The main goal of the tool is to detect uses of uninitialized memory (the major feature of Valgrind/Memcheck not covered by AddressSanitizer).
It will also find use-after-destruction-but-before-free in C++.
The algorithm of the tool is similar to that of Memcheck (http://static.usenix.org/event/usenix05/tech/general/full_papers/seward/seward.pdf).
We associate a few shadow bits with every byte of the application memory,
poison the shadow of the malloc-ed or alloca-ed memory,
load the shadow bits on every memory read,
propagate the shadow bits through some of the arithmetic instruction (including MOV),
store the shadow bits on every memory write,
report a bug on some other instructions (e.g. JMP) if the associated shadow is poisoned.
But there are differences too.
The first and the major one: compiler instrumentation instead of binary instrumentation.
This gives us much better register allocation (function-wide instead of local),
possible compiler optimizations (static analysis can prove that some accesses always read initialized memory),
and a fast start-up.
Our preliminary measurements show 3x-4x slowdown; compare it to Memchecks’s 20x and DrMemory’s 10x.
(See http://groups.csail.mit.edu/commit/papers/2011/bruening-cgo11-drmemory.pdf for those numbers).
But this brings the major issue as well: msan needs to see all program events, including system calls and reads/writes in system libraries,
so we either need to compile everything with msan or use a binary translation component to instrument pre-built libraries (with DynamoRIO? PIN?).
Question: is there any usable project in LLVM land which performs binary instrumentation (x86->LLVM->x86), either statically or dynamically?

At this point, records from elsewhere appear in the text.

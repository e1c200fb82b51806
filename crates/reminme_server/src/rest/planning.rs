//! Habits and project tasks.

use crate::auth::AuthUser;
use crate::error::{done, envelope, ApiJson, ApiPath, ApiQuery, ApiResult};
use crate::rest::today;
use crate::state::AppState;
use axum::extract::State;
use axum::routing::{get, patch, post, put};
use axum::{Extension, Json, Router};
use reminme_ai::breakdown_task;
use reminme_core::model::planning::{HabitDraft, SubtaskDraft, TaskDraft, TaskPatch, TaskStatus};
use reminme_core::{PlanningService, RecordId, SqlitePlanningRepository, TaskQuery};
use rusqlite::Connection;
use serde::Deserialize;
use serde_json::Value;
use std::sync::Arc;

pub fn routes() -> Router<Arc<AppState>> {
    Router::new()
        .route("/api/habits", get(list_habits).post(create_habit))
        .route("/api/habits/:id", put(update_habit).delete(delete_habit))
        .route(
            "/api/habits/:id/checks",
            get(list_habit_checks).post(toggle_habit_check),
        )
        .route("/api/tasks", get(list_tasks).post(create_task))
        .route("/api/tasks/projects", get(list_projects))
        .route("/api/tasks/:id", patch(patch_task).delete(delete_task))
        .route("/api/tasks/:id/breakdown", post(breakdown))
}

fn service(conn: &Connection) -> ApiResult<PlanningService<SqlitePlanningRepository<'_>>> {
    Ok(PlanningService::new(SqlitePlanningRepository::try_new(conn)?))
}

#[derive(Debug, Default, Deserialize)]
#[serde(default)]
pub struct HabitParams {
    pub include_archived: bool,
}

#[derive(Debug, Default, Deserialize)]
#[serde(default)]
pub struct CheckToggleRequest {
    /// `YYYY-MM-DD`; today when absent.
    pub date: Option<String>,
}

#[derive(Debug, Default, Deserialize)]
#[serde(default)]
pub struct CheckRangeParams {
    pub from: Option<String>,
    pub to: Option<String>,
}

#[derive(Debug, Default, Deserialize)]
#[serde(default)]
pub struct TaskParams {
    pub project: Option<String>,
    pub status: Option<TaskStatus>,
    pub parent_task_id: Option<RecordId>,
}

/// GET /api/habits
async fn list_habits(
    State(state): State<Arc<AppState>>,
    Extension(AuthUser(owner)): Extension<AuthUser>,
    ApiQuery(params): ApiQuery<HabitParams>,
) -> ApiResult<Json<Value>> {
    let today = today();
    let habits = state.with_conn(|conn| {
        Ok(service(conn)?.list_habit_progress(owner, today, params.include_archived)?)
    })?;
    envelope("habits", habits)
}

/// POST /api/habits
async fn create_habit(
    State(state): State<Arc<AppState>>,
    Extension(AuthUser(owner)): Extension<AuthUser>,
    ApiJson(draft): ApiJson<HabitDraft>,
) -> ApiResult<Json<Value>> {
    let habit = state.with_conn(|conn| Ok(service(conn)?.create_habit(owner, draft)?))?;
    envelope("habit", habit)
}

/// PUT /api/habits/:id
///
/// Also carries the archive flag.
async fn update_habit(
    State(state): State<Arc<AppState>>,
    Extension(AuthUser(owner)): Extension<AuthUser>,
    ApiPath(id): ApiPath<RecordId>,
    ApiJson(draft): ApiJson<HabitDraft>,
) -> ApiResult<Json<Value>> {
    let habit = state.with_conn(|conn| Ok(service(conn)?.update_habit(owner, id, draft)?))?;
    envelope("habit", habit)
}

/// DELETE /api/habits/:id
async fn delete_habit(
    State(state): State<Arc<AppState>>,
    Extension(AuthUser(owner)): Extension<AuthUser>,
    ApiPath(id): ApiPath<RecordId>,
) -> ApiResult<Json<Value>> {
    state.with_conn(|conn| Ok(service(conn)?.delete_habit(owner, id)?))?;
    Ok(done())
}

/// POST /api/habits/:id/checks
async fn toggle_habit_check(
    State(state): State<Arc<AppState>>,
    Extension(AuthUser(owner)): Extension<AuthUser>,
    ApiPath(id): ApiPath<RecordId>,
    request: Option<ApiJson<CheckToggleRequest>>,
) -> ApiResult<Json<Value>> {
    let date = request.and_then(|ApiJson(request)| request.date);
    let today = today();
    let check = state.with_conn(|conn| {
        Ok(service(conn)?.toggle_check(owner, id, date.as_deref(), today)?)
    })?;
    envelope("check", check)
}

/// GET /api/habits/:id/checks?from=&to=
async fn list_habit_checks(
    State(state): State<Arc<AppState>>,
    Extension(AuthUser(owner)): Extension<AuthUser>,
    ApiPath(id): ApiPath<RecordId>,
    ApiQuery(params): ApiQuery<CheckRangeParams>,
) -> ApiResult<Json<Value>> {
    let checks = state.with_conn(|conn| {
        Ok(service(conn)?.list_checks(owner, id, params.from.as_deref(), params.to.as_deref())?)
    })?;
    envelope("checks", checks)
}

/// GET /api/tasks
async fn list_tasks(
    State(state): State<Arc<AppState>>,
    Extension(AuthUser(owner)): Extension<AuthUser>,
    ApiQuery(params): ApiQuery<TaskParams>,
) -> ApiResult<Json<Value>> {
    let query = TaskQuery {
        project: params.project.filter(|value| !value.trim().is_empty()),
        status: params.status,
        parent_task_id: params.parent_task_id,
    };
    let tasks = state.with_conn(|conn| Ok(service(conn)?.list_tasks(owner, &query)?))?;
    envelope("tasks", tasks)
}

/// GET /api/tasks/projects
async fn list_projects(
    State(state): State<Arc<AppState>>,
    Extension(AuthUser(owner)): Extension<AuthUser>,
) -> ApiResult<Json<Value>> {
    let projects = state.with_conn(|conn| Ok(service(conn)?.list_projects(owner)?))?;
    envelope("projects", projects)
}

/// POST /api/tasks
async fn create_task(
    State(state): State<Arc<AppState>>,
    Extension(AuthUser(owner)): Extension<AuthUser>,
    ApiJson(draft): ApiJson<TaskDraft>,
) -> ApiResult<Json<Value>> {
    let task = state.with_conn(|conn| Ok(service(conn)?.create_task(owner, draft)?))?;
    envelope("task", task)
}

/// PATCH /api/tasks/:id
async fn patch_task(
    State(state): State<Arc<AppState>>,
    Extension(AuthUser(owner)): Extension<AuthUser>,
    ApiPath(id): ApiPath<RecordId>,
    ApiJson(patch): ApiJson<TaskPatch>,
) -> ApiResult<Json<Value>> {
    let task = state.with_conn(|conn| Ok(service(conn)?.patch_task(owner, id, patch)?))?;
    envelope("task", task)
}

/// DELETE /api/tasks/:id
///
/// Removes subtasks recursively; `deleted` counts every removed row.
async fn delete_task(
    State(state): State<Arc<AppState>>,
    Extension(AuthUser(owner)): Extension<AuthUser>,
    ApiPath(id): ApiPath<RecordId>,
) -> ApiResult<Json<Value>> {
    let deleted = state.with_conn(|conn| Ok(service(conn)?.delete_task(owner, id)?))?;
    envelope("deleted", deleted)
}

/// POST /api/tasks/:id/breakdown
async fn breakdown(
    State(state): State<Arc<AppState>>,
    Extension(AuthUser(owner)): Extension<AuthUser>,
    ApiPath(id): ApiPath<RecordId>,
) -> ApiResult<Json<Value>> {
    let task = state.with_conn(|conn| Ok(service(conn)?.get_task(owner, id)?))?;
    let generated = breakdown_task(
        state.chat(),
        &task.project,
        &task.title,
        task.description.as_deref(),
    )
    .await?;

    let subtasks = generated
        .into_iter()
        .map(|subtask| SubtaskDraft {
            title: subtask.title,
            description: subtask.description,
        })
        .collect();
    let tasks = state.with_conn(|conn| Ok(service(conn)?.add_subtasks(owner, id, subtasks)?))?;
    envelope("tasks", tasks)
}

Another difference from Memcheck is that we propose to use 8 shadow bits per byte of application memory and use a
direct shadow mapping (for 64-bit linux that is just clearing 46-th bit of the application memory address).
This greatly simplifies the instrumentation code and avoids races on shadow updates
(Memcheck is single-threaded so races are not a concern there.
Memcheck uses 2 shadow bits per byte with a slow path storage that uses 8 bits per byte).
Unless there is a general resentment against msan, we will soon start sending the code for review.
(we already have a bit messy implementation, which at the top level looks very much like asan and tsan, and even shares some code with them.
The major difference here is that the compiler part is relatively more complicated than asan/tsan and run-time part is very simple).
Q. Why can’t we combine msan and asan?
Addressability checker (like asan) requires little shadow memory, but needs large redzone around allocated objects.
Tools that track uninitialized/tainted data need bit-per-bit shadow in worst case, but don’t need redzones.
So, if we merge the tools together we multiply the memory overheads.
The instrumentation costs in a combined tool are mostly added to each other (e.g. asan needs to poison redzones and msan needs to propagate shadow through arithmetic insns).